Engaged Faculty Spotlight: (Alumni) Education and Environmental Justice

October 1, 2020

This month we continue the September theme by spotlighting two community-engaged faculty who are alumni of Brown University.

David Donahue '82 MAT '85
"I credit internships and GISPs at Brown as the beginning of my interest in and commitment to community engagement as part of meaningful learning. I graduated before the Swearer Center was around, but Brown definitely shaped my perspectives on community engagement. In an internship at the Providence Preservation Society supervised by Howard Chudacoff, I first grappled with the question, "Who has a right to the city?," a question that I still think about today living in the “progressive dystopia” of San Francisco. In a GISP on urban education, I first reflected on the question of what is a “good” urban school, and the critical components of that question: “good” for whom and “good” for what?"

"As a professor of education, I have been interested in community engaged learning as part of my practice and a focus for research. In practice, it has been the core of courses in teacher education, urban education, and gender and sexuality in education, including work to make schools more inclusive of queer youth. One of my most productive community partnerships across all those areas has spanned over a decade with Frameline, the producers of the longest running and biggest queer film festival and distributors and supporters of queer media. Working with Frameline’s Youth In Motion, my students researched ways to distribute queer positive film and curriculum in states with no legal protections for LGBTQ youth. They have developed lesson plans and discussion guides to accompany films on Bayard Rustinqueer arts, and the lived experience of transgender leaders. They have compiled guides for conducting drag story hours in public schools. Their involvement motivates my own commitment to engagement, including Making the Framework FAIR, an effort by scholars to bring LGBTQ inclusion into California’s history-social science framework, and serving as a member of the state textbook adoption process to ensure materials in California’s classrooms reflect LGBTQ inclusion."

Jonathan K. London '91
Jonathan London is an educatorresearcher, and community-builder with over 30 years of experience in participatory researchrural community development, and community engaged planning. Jonathan holds a A.B. in Environmental Studies from Brown University; a Master’s Degree in City and Regional Planning; and a Ph.D. in Environmental Science Policy and Management from UC Berkeley. He is Associate Professor Department of Human Ecology; Faculty Director, Center for Regional Change (CRC); and Co-Director: Community Engagement Core, Environmental Health Science Center. His research addresses conflicts and collaboration in environmental management, with a particular emphasis on environmental justice in rural communities. His teaching works at the nexus of these research areas with such courses as: Youth/ Community DevelopmentCommunity Development Perspectives on Environmental Justice; and Community Development Theory. Before joining UC Davis, Jonathan worked in the non-profit environmental sector and co-directed Youth in Focus, a field-leading organization dedicated to youth empowerment and social change by youth-led action research. YIF was co-founded by Nancy Erbstein ('89) and Kristen Zimmerman ('90).

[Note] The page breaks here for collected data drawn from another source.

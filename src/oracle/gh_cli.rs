//! Release source backed by the `gh` CLI
//!
//! Runs `gh release list --repo <org>/<repo> --limit 1 --exclude-drafts --json tagName`
//! and reads the tag of the single entry returned, if any.

use crate::error::SourceError;
use crate::oracle::{Release, ReleaseSource};
use async_trait::async_trait;
use serde::Deserialize;
use tokio::process::Command;

/// `gh release list` entry
#[derive(Debug, Deserialize)]
struct GhRelease {
    #[serde(rename = "tagName")]
    tag_name: String,
}

/// Release source that shells out to `gh`
#[derive(Debug, Default)]
pub struct GhCliSource;

impl GhCliSource {
    pub fn new() -> Self {
        Self
    }

    fn args(org: &str, repo: &str) -> Vec<String> {
        vec![
            "release".to_string(),
            "list".to_string(),
            "--repo".to_string(),
            format!("{}/{}", org, repo),
            "--limit".to_string(),
            "1".to_string(),
            "--exclude-drafts".to_string(),
            "--json".to_string(),
            "tagName".to_string(),
        ]
    }
}

/// Parses `gh release list --json tagName` output
fn parse_release_list(stdout: &str, slug: &str) -> Result<Option<Release>, SourceError> {
    let stdout = stdout.trim();
    if stdout.is_empty() {
        return Ok(None);
    }
    let releases: Vec<GhRelease> = serde_json::from_str(stdout)
        .map_err(|e| SourceError::invalid_response(slug, "gh", e.to_string()))?;
    Ok(releases
        .into_iter()
        .find(|r| !r.tag_name.trim().is_empty())
        .map(|r| Release::new(r.tag_name)))
}

/// Maps a failed `gh` invocation to an error, treating unknown repositories as not found
fn classify_failure(stderr: &str, slug: &str, command: String) -> SourceError {
    let lower = stderr.to_lowercase();
    if lower.contains("could not resolve to a repository") || lower.contains("not found") {
        SourceError::not_found(slug, "gh")
    } else if lower.contains("auth login") || lower.contains("authentication") {
        SourceError::AuthenticationError {
            source_name: "gh".to_string(),
            message: stderr.trim().to_string(),
        }
    } else {
        SourceError::CommandFailed {
            command,
            message: stderr.trim().to_string(),
        }
    }
}

#[async_trait]
impl ReleaseSource for GhCliSource {
    fn source_name(&self) -> &'static str {
        "gh"
    }

    async fn latest_release(&self, org: &str, repo: &str) -> Result<Option<Release>, SourceError> {
        let slug = format!("{}/{}", org, repo);
        let args = Self::args(org, repo);
        let command = format!("gh {}", args.join(" "));

        let output = Command::new("gh")
            .args(&args)
            .output()
            .await
            .map_err(|e| SourceError::CommandFailed {
                command: command.clone(),
                message: e.to_string(),
            })?;

        if !output.status.success() {
            let stderr = String::from_utf8_lossy(&output.stderr);
            return Err(classify_failure(&stderr, &slug, command));
        }

        parse_release_list(&String::from_utf8_lossy(&output.stdout), &slug)
    }
}

#[cfg(test)]
mod tests {
    use super::*;

    #[test]
    fn test_args() {
        let args = GhCliSource::args("livetemplate", "lvt");
        assert_eq!(
            args.join(" "),
            "release list --repo livetemplate/lvt --limit 1 --exclude-drafts --json tagName"
        );
    }

    #[test]
    fn test_parse_release_list() {
        let release = parse_release_list(r#"[{"tagName":"v0.5.0"}]"#, "a/b")
            .unwrap()
            .unwrap();
        assert_eq!(release.tag, "v0.5.0");
    }

    #[test]
    fn test_parse_empty_release_list() {
        assert!(parse_release_list("[]", "a/b").unwrap().is_none());
        assert!(parse_release_list("", "a/b").unwrap().is_none());
    }

    #[test]
    fn test_parse_invalid_output() {
        let err = parse_release_list("not json", "a/b").unwrap_err();
        assert!(matches!(err, SourceError::InvalidResponse { .. }));
    }

    #[test]
    fn test_classify_failure() {
        let err = classify_failure(
            "GraphQL: Could not resolve to a Repository with the name 'a/b'.",
            "a/b",
            "gh release list".into(),
        );
        assert!(err.is_not_found());

        let err = classify_failure("To get started with GitHub CLI, please run:  gh auth login", "a/b", "gh".into());
        assert!(matches!(err, SourceError::AuthenticationError { .. }));

        let err = classify_failure("boom", "a/b", "gh".into());
        assert!(matches!(err, SourceError::CommandFailed { .. }));
    }
}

"I gained greatly from my association with the Swearer Center. I participated in a program for returned study abroad students that helped integrate our experiences with service-learning in Providence. This was co-led by Nancy Erbstein, who to my ever-lasting happiness, I married in 1994. I also received a summer fellowship that supported my work with an environmental NGO to build a database of rainforest protection organizations. This project fed directly into my senior thesis on the US rainforest movement. In turn, these experiences set me on a path towards my current engaged research on environmental justice. More broadly, Environmental Studies inspired me to pursue policy-oriented research; this has found expression in my founding and directing the UC Davis Center for Regional Change that conducts policy research on a wide variety of social justice themes and works closely with community partners to design, implement and apply these studies. I co-direct the Community Engagement Core at the UC Davis Environmental Health Science Center, where I lead efforts to connect researchers with environmental justice organizations and communities."